INVALID_SPI acquires
When one endpoint crashes and restarts, and does not need to send traffic, it will lead to traffic for because the other end's ESP/AH packets are getting lost without triggering any ACQUIRE.
It would be nice of the kernel could send a rate limited INVALID_SPI message, so the node can see if it has an ondemand/ready tunnel that it should bring up.
First query for IPsec Sa statistics returns bogus information
When we query for the IPsec SA statistics using XFRM_MSG_GETPOLICY it seems the first call always returns 0's instead of actual data.
(not guaranteed to be a kernel bug)
larval acquire saying "transport mode" - would be nice to not say mode at all
src 192.0.2.100 dst 192.1.2.23 proto esp spi 0xSPISPIXX reqid REQID mode transport replay-window 0 sel src 192.0.2.100/32 dst 192.1.2.23/32 proto icmp type 8 code 0 dev eth0
add support for Populate-From-Packet flag. Cause acquires for each different policy hit
Support rate limited acquires on a wider policy for individual policy hits, so we can setup individual IPsec SA's for a part of a single SPD policy entry.
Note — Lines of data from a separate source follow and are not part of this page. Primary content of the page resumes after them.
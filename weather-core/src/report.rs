//! Human-readable summary printed by the CLI.

use std::fmt;

use crate::{
    clock::format_local_time,
    config::Units,
    error::Result,
    icons::icon_emoji,
    model::{WeatherRequest, WeatherSnapshot},
    provider::WeatherProvider,
};

pub const TITLE: &str = "Pirate Weather";

/// A snapshot paired with the unit preset it was requested in.
#[derive(Debug, Clone, PartialEq)]
pub struct Report {
    pub snapshot: WeatherSnapshot,
    pub units: Units,
}

impl Report {
    pub fn new(snapshot: WeatherSnapshot, units: Units) -> Self {
        Self { snapshot, units }
    }
}

impl fmt::Display for Report {
    fn fmt(&self, f: &mut fmt::Formatter<'_>) -> fmt::Result {
        let WeatherSnapshot { location, timezone, currently, today } = &self.snapshot;
        let temp_unit = self.units.temperature_unit();
        let wind_unit = self.units.wind_speed_unit();

        writeln!(f, "{TITLE}")?;
        writeln!(f, "📍 {location}")?;
        writeln!(f, "{} {}", icon_emoji(&currently.icon, today.moon_phase), currently.summary)?;
        writeln!(f, "🌅 Sunrise:        {}", format_local_time(today.sunrise_time, timezone))?;
        writeln!(f, "🌇 Sunset:         {}", format_local_time(today.sunset_time, timezone))?;
        writeln!(f, "🌡️ Temperature:    {:.1}{temp_unit}", currently.temperature)?;
        writeln!(f, "🌡️ Feels Like:     {:.1}{temp_unit}", currently.apparent_temperature)?;
        writeln!(f, "☔️ Precip Chance:  {:.0}%", currently.precip_probability * 100.0)?;
        writeln!(f, "💧 Humidity:       {:.0}%", currently.humidity * 100.0)?;
        writeln!(f, "💨 Wind Speed:     {:.1} {wind_unit}", currently.wind_speed)
    }
}

/// Fetch the forecast for `request` and wrap it for display.
pub async fn current_report(
    provider: &dyn WeatherProvider,
    request: &WeatherRequest,
) -> Result<Report> {
    let snapshot = provider.get_weather(request).await?;
    Ok(Report::new(snapshot, request.units))
}

#[cfg(test)]
mod tests {
    use super::*;
    use crate::{
        error::WeatherError,
        model::{Currently, DailySummary, Location},
    };
    use async_trait::async_trait;
    use reqwest::StatusCode;

    fn snapshot() -> WeatherSnapshot {
        WeatherSnapshot {
            location: Location { latitude: 40.7128, longitude: -74.006 },
            timezone: "UTC".into(),
            currently: Currently {
                icon: "clear-day".into(),
                summary: "Clear".into(),
                time: 1_700_000_000,
                temperature: 72.3,
                apparent_temperature: 70.06,
                precip_probability: 0.1,
                wind_speed: 5.44,
                humidity: 0.55,
            },
            today: DailySummary {
                moon_phase: 0.55,
                // 06:05 and 22:13:20 UTC
                sunrise_time: 1_699_941_900,
                sunset_time: 1_700_000_000,
            },
        }
    }

    #[derive(Debug)]
    struct Canned(Option<WeatherSnapshot>);

    #[async_trait]
    impl WeatherProvider for Canned {
        async fn get_weather(&self, request: &WeatherRequest) -> Result<WeatherSnapshot> {
            match &self.0 {
                Some(snapshot) => {
                    Ok(WeatherSnapshot { location: request.location, ..snapshot.clone() })
                }
                None => Err(WeatherError::Status {
                    code: StatusCode::UNAUTHORIZED,
                    status: "401 Unauthorized".into(),
                    body: r#"{"message":"Invalid API key"}"#.into(),
                }),
            }
        }
    }

    #[test]
    fn renders_us_report() {
        let out = Report::new(snapshot(), Units::Us).to_string();
        let lines: Vec<&str> = out.lines().collect();

        assert_eq!(
            lines,
            [
                "Pirate Weather",
                "📍 40.712800,-74.006000",
                "☀️ Clear",
                "🌅 Sunrise:        6:05 AM",
                "🌇 Sunset:         10:13 PM",
                "🌡️ Temperature:    72.3°F",
                "🌡️ Feels Like:     70.1°F",
                "☔️ Precip Chance:  10%",
                "💧 Humidity:       55%",
                "💨 Wind Speed:     5.4 mph",
            ]
        );
        assert!(out.ends_with('\n'));
    }

    #[test]
    fn metric_presets_change_suffixes() {
        let si = Report::new(snapshot(), Units::Si).to_string();
        assert!(si.contains("🌡️ Temperature:    72.3°C"));
        assert!(si.contains("💨 Wind Speed:     5.4 m/s"));

        for units in [Units::Ca, Units::Uk] {
            let out = Report::new(snapshot(), units).to_string();
            assert!(out.contains("°C"));
            assert!(out.contains("💨 Wind Speed:     5.4 km/h"));
        }
    }

    #[test]
    fn clear_night_shows_moon_and_bad_zone_shows_na() {
        let mut snap = snapshot();
        snap.currently.icon = "clear-night".into();
        snap.timezone = "Not/ARealZone".into();

        let out = Report::new(snap, Units::Us).to_string();

        assert!(out.contains("🌕 Clear"));
        assert!(out.contains("🌅 Sunrise:        N/A"));
        assert!(out.contains("🌇 Sunset:         N/A"));
    }

    #[test]
    fn missing_zone_renders_utc() {
        let mut snap = snapshot();
        snap.timezone = String::new();

        let out = Report::new(snap, Units::Us).to_string();

        assert!(out.contains("🌅 Sunrise:        6:05 AM"));
        assert!(out.contains("🌇 Sunset:         10:13 PM"));
    }

    #[test]
    fn unknown_icon_falls_back() {
        let mut snap = snapshot();
        snap.currently.icon = "meteor-shower".into();

        let out = Report::new(snap, Units::Us).to_string();
        assert!(out.contains("🏴‍☠️ Clear"));
    }

    #[tokio::test]
    async fn current_report_echoes_request() {
        let request = WeatherRequest {
            location: Location { latitude: 51.5, longitude: -0.12 },
            units: Units::Uk,
        };

        let report = current_report(&Canned(Some(snapshot())), &request).await.unwrap();

        assert_eq!(report.units, Units::Uk);
        assert_eq!(report.snapshot.location, request.location);
        assert!(report.to_string().contains("📍 51.500000,-0.120000"));
    }

    #[tokio::test]
    async fn current_report_propagates_provider_error() {
        let request = WeatherRequest {
            location: Location { latitude: 0.0, longitude: 0.0 },
            units: Units::Us,
        };

        let err = current_report(&Canned(None), &request).await.unwrap_err();
        assert!(err.to_string().contains("401 Unauthorized"));
        assert!(err.to_string().contains("Invalid API key"));
    }
}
some clarification or documentation for IPsec SA flags
FLAG := noecn | decap-dscp | nopmtudisc | wildrecv | icmp | af-unspec | align4 | esn EXTRA-FLAG-LIST := [ EXTRA-FLAG-LIST ] EXTRA-FLAG EXTRA-FLAG := dont-encap-dscp ip xfrm policy help shows: FLAG := localok | icmp XFRM-PROTO := esp | ah | comp | route2 | hao MODE := transport | tunnel | beet | ro | in_trigger LEVEL := required | use
some clarification or documentation for /proc values
/proc/sys/net/core/xfrm_acq_expires /proc/sys/net/core/xfrm_aevent_etime /proc/sys/net/core/xfrm_aevent_rseqth /proc/sys/net/core/xfrm_larval_drop
fixup for userland using xfrm.h include
Our kernel_netlink.c code contains:
#include "linux/xfrm.h" /* local (if configured) or system copy */ #include "libreswan.h" /* before xfrm.h otherwise break on F22 */
Depending on how new gcc/glibc/userland and/or kernel is we need to swap these two lines :(
Introduce some kind of #ifdef _KERNEL_ that protects xfrm.h from loading too much kernel related defines, so we only get the XFRM_ values we need to have available in userland. Now on older glibc we get:
In file included from /source/programs/pluto/linux-copy/linux/xfrm.h:4:0, from /source/programs/pluto/kernel_netlink.c:54: /usr/include/netinet/in.h:99:5: error: expected identifier before numeric constant IPPROTO_HOPOPTS = 0, /* IPv6 Hop-by-Hop options. */ ^ In file included from /source/linux/include/libreswan.h:76:0, from /source/programs/pluto/kernel_netlink.c:55: /usr/include/netinet/in.h:209:8: error: redefinition of ‘struct in6_addr’ struct in6_addr ^ In file included from /source/programs/pluto/linux-copy/linux/xfrm.h:4:0, from /source/programs/pluto/kernel_netlink.c:54: /usr/include/linux/in6.h:32:8: note: originally defined here struct in6_addr { ^ [more errors left out]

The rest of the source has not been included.